**Required work**
The answer must consist of each line below that holds the word "when", copied as it stands.

Collected data entries:
────────────────────────────────────────

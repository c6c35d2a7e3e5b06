//! Core types and traits for Judicia plugin development

use chrono::{DateTime, Utc};
use serde::{Deserialize, Serialize};
use std::collections::HashMap;
use uuid::Uuid;
use wasm_bindgen::prelude::*;
use crate::error::PluginError;

/// Result type for plugin operations
pub type PluginResult<T> = Result<T, PluginError>;

/// Main trait that all Judicia plugins must implement
#[async_trait::async_trait(?Send)]
pub trait PluginMethods {
    /// Called when the plugin is first loaded and initialized
    async fn on_initialize(&mut self, context: &PluginContext) -> PluginResult<()>;
    
    /// Called when the plugin receives a platform event
    async fn on_event(&mut self, event: &PlatformEvent) -> PluginResult<()>;
    
    /// Called when the plugin is being unloaded/cleaned up
    async fn on_cleanup(&mut self) -> PluginResult<()> {
        Ok(())
    }
    
    /// Called to handle HTTP requests (for plugins that register routes)
    async fn on_http_request(&mut self, _request: &HttpRequest) -> PluginResult<HttpResponse> {
        Err(PluginError::NotImplemented("HTTP request handling not implemented".into()))
    }
    
    /// Called for frontend rendering (for plugins with UI components)
    async fn on_render(&self, _component: &str, _props: &serde_json::Value) -> PluginResult<String> {
        Err(PluginError::NotImplemented("Frontend rendering not implemented".into()))
    }
}

/// Core plugin trait for metadata and lifecycle
pub trait Plugin {
    fn new() -> Self;
    fn metadata(&self) -> PluginInfo;
}

/// Plugin metadata information
#[derive(Debug, Clone, Serialize, Deserialize)]
pub struct PluginInfo {
    pub name: String,
    pub version: String,
    pub author: String,
    pub description: String,
    pub capabilities: Vec<String>,
    pub dependencies: Vec<String>,
    pub frontend_components: Vec<String>,
    pub api_routes: Vec<String>,
}

/// Context provided to plugins during initialization
#[derive(Debug, Clone, Serialize, Deserialize)]
pub struct PluginContext {
    pub plugin_id: Uuid,
    pub platform_version: String,
    pub config: HashMap<String, serde_json::Value>,
    pub granted_capabilities: Vec<Capability>,
    pub data_directory: String,
    pub log_level: String,
}

/// Platform events that plugins can subscribe to and react to
#[derive(Debug, Clone, Serialize, Deserialize)]
pub struct PlatformEvent {
    pub id: Uuid,
    pub event_type: String,
    pub source_plugin_id: Option<Uuid>,
    pub timestamp: DateTime<Utc>,
    pub payload: serde_json::Value,
    pub metadata: HashMap<String, String>,
}

/// HTTP request structure for plugins that handle web requests
#[derive(Debug, Clone, Serialize, Deserialize)]
pub struct HttpRequest {
    pub method: String,
    pub path: String,
    pub headers: HashMap<String, String>,
    pub query_params: HashMap<String, String>,
    pub body: Option<String>,
    pub user_id: Option<Uuid>,
    pub permissions: Vec<String>,
}

/// HTTP response structure
#[derive(Debug, Clone, Serialize, Deserialize)]
pub struct HttpResponse {
    pub status_code: u16,
    pub headers: HashMap<String, String>,
    pub body: String,
    pub content_type: String,
}

impl Default for HttpResponse {
    fn default() -> Self {
        Self {
            status_code: 200,
            headers: HashMap::new(),
            body: String::new(),
            content_type: "application/json".to_string(),
        }
    }
}

/// Platform capabilities that plugins can request
#[derive(Debug, Clone, Copy, PartialEq, Eq, Hash, Serialize, Deserialize)]
pub enum Capability {
    /// Trigger code evaluation/judging
    TriggerJudging,
    /// Emit platform events
    EmitEvent,
    /// Subscribe to platform events  
    SubscribeEvents,
    /// Access contest database (read)
    ReadDatabase,
    /// Access contest database (write)
    WriteDatabase,
    /// Register HTTP API routes
    RegisterRoutes,
    /// Access user information
    AccessUserData,
    /// Send notifications to users
    SendNotifications,
    /// Access file storage
    FileStorage,
    /// Execute system commands (dangerous)
    SystemExecution,
    /// Network access (external APIs)
    NetworkAccess,
    /// Frontend component registration
    RegisterComponents,
    /// Administrative operations
    AdminOperations,
}

impl std::fmt::Display for Capability {
    fn fmt(&self, f: &mut std::fmt::Formatter<'_>) -> std::fmt::Result {
        match self {
            Capability::TriggerJudging => write!(f, "trigger_judging"),
            Capability::EmitEvent => write!(f, "emit_event"),
            Capability::SubscribeEvents => write!(f, "subscribe_events"),
            Capability::ReadDatabase => write!(f, "read_database"),
            Capability::WriteDatabase => write!(f, "write_database"),
            Capability::RegisterRoutes => write!(f, "register_routes"),
            Capability::AccessUserData => write!(f, "access_user_data"),
            Capability::SendNotifications => write!(f, "send_notifications"),
            Capability::FileStorage => write!(f, "file_storage"),
            Capability::SystemExecution => write!(f, "system_execution"),
            Capability::NetworkAccess => write!(f, "network_access"),
            Capability::RegisterComponents => write!(f, "register_components"),
            Capability::AdminOperations => write!(f, "admin_operations"),
        }
    }
}

/// Database query structure for plugins with database access
#[derive(Debug, Clone, Serialize, Deserialize)]
pub struct DatabaseQuery {
    pub query: String,
    pub parameters: Vec<serde_json::Value>,
    pub timeout_ms: Option<u32>,
}

/// Judging request structure for evaluation plugins
#[derive(Debug, Clone, Serialize, Deserialize)]
pub struct JudgingRequest {
    pub submission_id: Uuid,
    pub problem_id: Uuid,
    pub language_id: Uuid,
    pub source_code: String,
    pub test_cases: Vec<TestCase>,
    pub time_limit_ms: u32,
    pub memory_limit_kb: u32,
    pub priority: u8,
    pub metadata: HashMap<String, serde_json::Value>,
}

/// Test case structure
#[derive(Debug, Clone, Serialize, Deserialize)]
pub struct TestCase {
    pub id: Uuid,
    pub input: String,
    pub expected_output: String,
    pub points: i32,
    pub is_sample: bool,
}

/// Event emitter for plugins to publish events
#[derive(Debug, Clone)]
pub struct EventEmitter {
    plugin_id: Uuid,
}

impl EventEmitter {
    pub fn new(plugin_id: Uuid) -> Self {
        Self { plugin_id }
    }
    
    pub async fn emit(&self, event_type: &str, payload: serde_json::Value) -> PluginResult<()> {
        let event = PlatformEvent {
            id: Uuid::new_v4(),
            event_type: event_type.to_string(),
            source_plugin_id: Some(self.plugin_id),
            timestamp: Utc::now(),
            payload,
            metadata: HashMap::new(),
        };
        
        // Call platform API to emit event
        emit_platform_event(&event).await
    }
}

/// Notification structure
#[derive(Debug, Clone, Serialize, Deserialize)]
pub struct Notification {
    pub recipient_id: Uuid,
    pub title: String,
    pub message: String,
    pub notification_type: NotificationType,
    pub urgency: NotificationUrgency,
    pub metadata: HashMap<String, serde_json::Value>,
}

#[derive(Debug, Clone, Copy, Serialize, Deserialize)]
pub enum NotificationType {
    Info,
    Success, 
    Warning,
    Error,
    Announcement,
}

#[derive(Debug, Clone, Copy, Serialize, Deserialize)]
pub enum NotificationUrgency {
    Low,
    Normal,
    High,
    Critical,
}

// Platform API function declarations (implemented by the platform)
#[wasm_bindgen]
extern "C" {
    #[wasm_bindgen(js_namespace = ["judicia", "platform"], catch)]
    async fn emit_platform_event_impl(event: &JsValue) -> Result<(), JsValue>;
    
    #[wasm_bindgen(js_namespace = ["judicia", "platform"], catch)]
    async fn trigger_judging_impl(request: &JsValue) -> Result<JsValue, JsValue>;
    
    #[wasm_bindgen(js_namespace = ["judicia", "platform"], catch)]
    async fn database_query_impl(query: &JsValue) -> Result<JsValue, JsValue>;
    
    #[wasm_bindgen(js_namespace = ["judicia", "platform"], catch)]
    async fn send_notification_impl(notification: &JsValue) -> Result<(), JsValue>;
    
    #[wasm_bindgen(js_namespace = ["judicia", "platform"], catch)]
    async fn register_http_route_impl(
        method: &str, 
        path: &str, 
        handler_name: &str
    ) -> Result<(), JsValue>;
    
    #[wasm_bindgen(js_namespace = ["judicia", "platform"])]
    pub fn log_message(level: &str, message: &str, metadata: &JsValue);
    
    #[wasm_bindgen(js_namespace = ["judicia", "platform"], catch)]
    async fn get_user_info_impl(user_id: &str) -> Result<JsValue, JsValue>;
    
    #[wasm_bindgen(js_namespace = ["judicia", "platform"], catch)]
    async fn store_file_impl(
        path: &str, 
        content: &JsValue, 
        content_type: &str
    ) -> Result<JsValue, JsValue>;
    
    #[wasm_bindgen(js_namespace = ["judicia", "platform"], catch)]
    async fn load_file_impl(path: &str) -> Result<JsValue, JsValue>;
}

// Wrapper functions to provide type-safe API
pub async fn emit_platform_event(event: &PlatformEvent) -> PluginResult<()> {
    let event_js = serde_wasm_bindgen::to_value(event)
        .map_err(|e| PluginError::SerializationError(e.to_string()))?;
    emit_platform_event_impl(&event_js).await
        .map_err(|e| PluginError::PlatformApiError(format!("{:?}", e)))
}

pub async fn trigger_judging(request: &JudgingRequest) -> PluginResult<Uuid> {
    let request_js = serde_wasm_bindgen::to_value(request)
        .map_err(|e| PluginError::SerializationError(e.to_string()))?;
    let result_js = trigger_judging_impl(&request_js).await
        .map_err(|e| PluginError::PlatformApiError(format!("{:?}", e)))?;
    serde_wasm_bindgen::from_value(result_js)
        .map_err(|e| PluginError::SerializationError(e.to_string()))
}

pub async fn database_query(query: &DatabaseQuery) -> PluginResult<serde_json::Value> {
    let query_js = serde_wasm_bindgen::to_value(query)
        .map_err(|e| PluginError::SerializationError(e.to_string()))?;
    let result_js = database_query_impl(&query_js).await
        .map_err(|e| PluginError::PlatformApiError(format!("{:?}", e)))?;
    serde_wasm_bindgen::from_value(result_js)
        .map_err(|e| PluginError::SerializationError(e.to_string()))
}

pub async fn send_notification(notification: &Notification) -> PluginResult<()> {
    let notification_js = serde_wasm_bindgen::to_value(notification)
        .map_err(|e| PluginError::SerializationError(e.to_string()))?;
    send_notification_impl(&notification_js).await
        .map_err(|e| PluginError::PlatformApiError(format!("{:?}", e)))
}

pub async fn register_http_route(method: &str, path: &str, handler_name: &str) -> PluginResult<()> {
    register_http_route_impl(method, path, handler_name).await
        .map_err(|e| PluginError::PlatformApiError(format!("{:?}", e)))
}

pub async fn get_user_info(user_id: &Uuid) -> PluginResult<serde_json::Value> {
    let result_js = get_user_info_impl(&user_id.to_string()).await
        .map_err(|e| PluginError::PlatformApiError(format!("{:?}", e)))?;
    serde_wasm_bindgen::from_value(result_js)
        .map_err(|e| PluginError::SerializationError(e.to_string()))
}

pub async fn store_file(path: &str, content: &[u8], content_type: &str) -> PluginResult<String> {
    let content_js = serde_wasm_bindgen::to_value(&content.to_vec())
        .map_err(|e| PluginError::SerializationError(e.to_string()))?;
    let result_js = store_file_impl(path, &content_js, content_type).await
        .map_err(|e| PluginError::PlatformApiError(format!("{:?}", e)))?;
    serde_wasm_bindgen::from_value(result_js)
        .map_err(|e| PluginError::SerializationError(e.to_string()))
}

pub async fn load_file(path: &str) -> PluginResult<Vec<u8>> {
    let result_js = load_file_impl(path).await
        .map_err(|e| PluginError::PlatformApiError(format!("{:?}", e)))?;
    serde_wasm_bindgen::from_value(result_js)
        .map_err(|e| PluginError::SerializationError(e.to_string()))
}

/// Trait for plugins that provide metadata
pub trait PluginMetadata {
    fn name(&self) -> &str;
    fn version(&self) -> &str;
    fn author(&self) -> &str;
    fn description(&self) -> &str;
}

/// Configuration helper for plugins
#[derive(Debug, Clone)]
pub struct PluginConfig {
    values: HashMap<String, serde_json::Value>,
}

impl PluginConfig {
    pub fn new(values: HashMap<String, serde_json::Value>) -> Self {
        Self { values }
    }
    
    pub fn get<T>(&self, key: &str) -> Option<T> 
    where
        T: for<'de> Deserialize<'de>,
    {
        self.values.get(key)
            .and_then(|v| serde_json::from_value(v.clone()).ok())
    }
    
    pub fn get_string(&self, key: &str) -> Option<String> {
        self.get(key)
    }
    
    pub fn get_bool(&self, key: &str) -> Option<bool> {
        self.get(key)
    }
    
    pub fn get_number(&self, key: &str) -> Option<f64> {
        self.get(key)
    }
}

────────────────────────────────────────

**Exercise solution**
    /// Called when the plugin is first loaded and initialized
    /// Called when the plugin receives a platform event
    /// Called when the plugin is being unloaded/cleaned up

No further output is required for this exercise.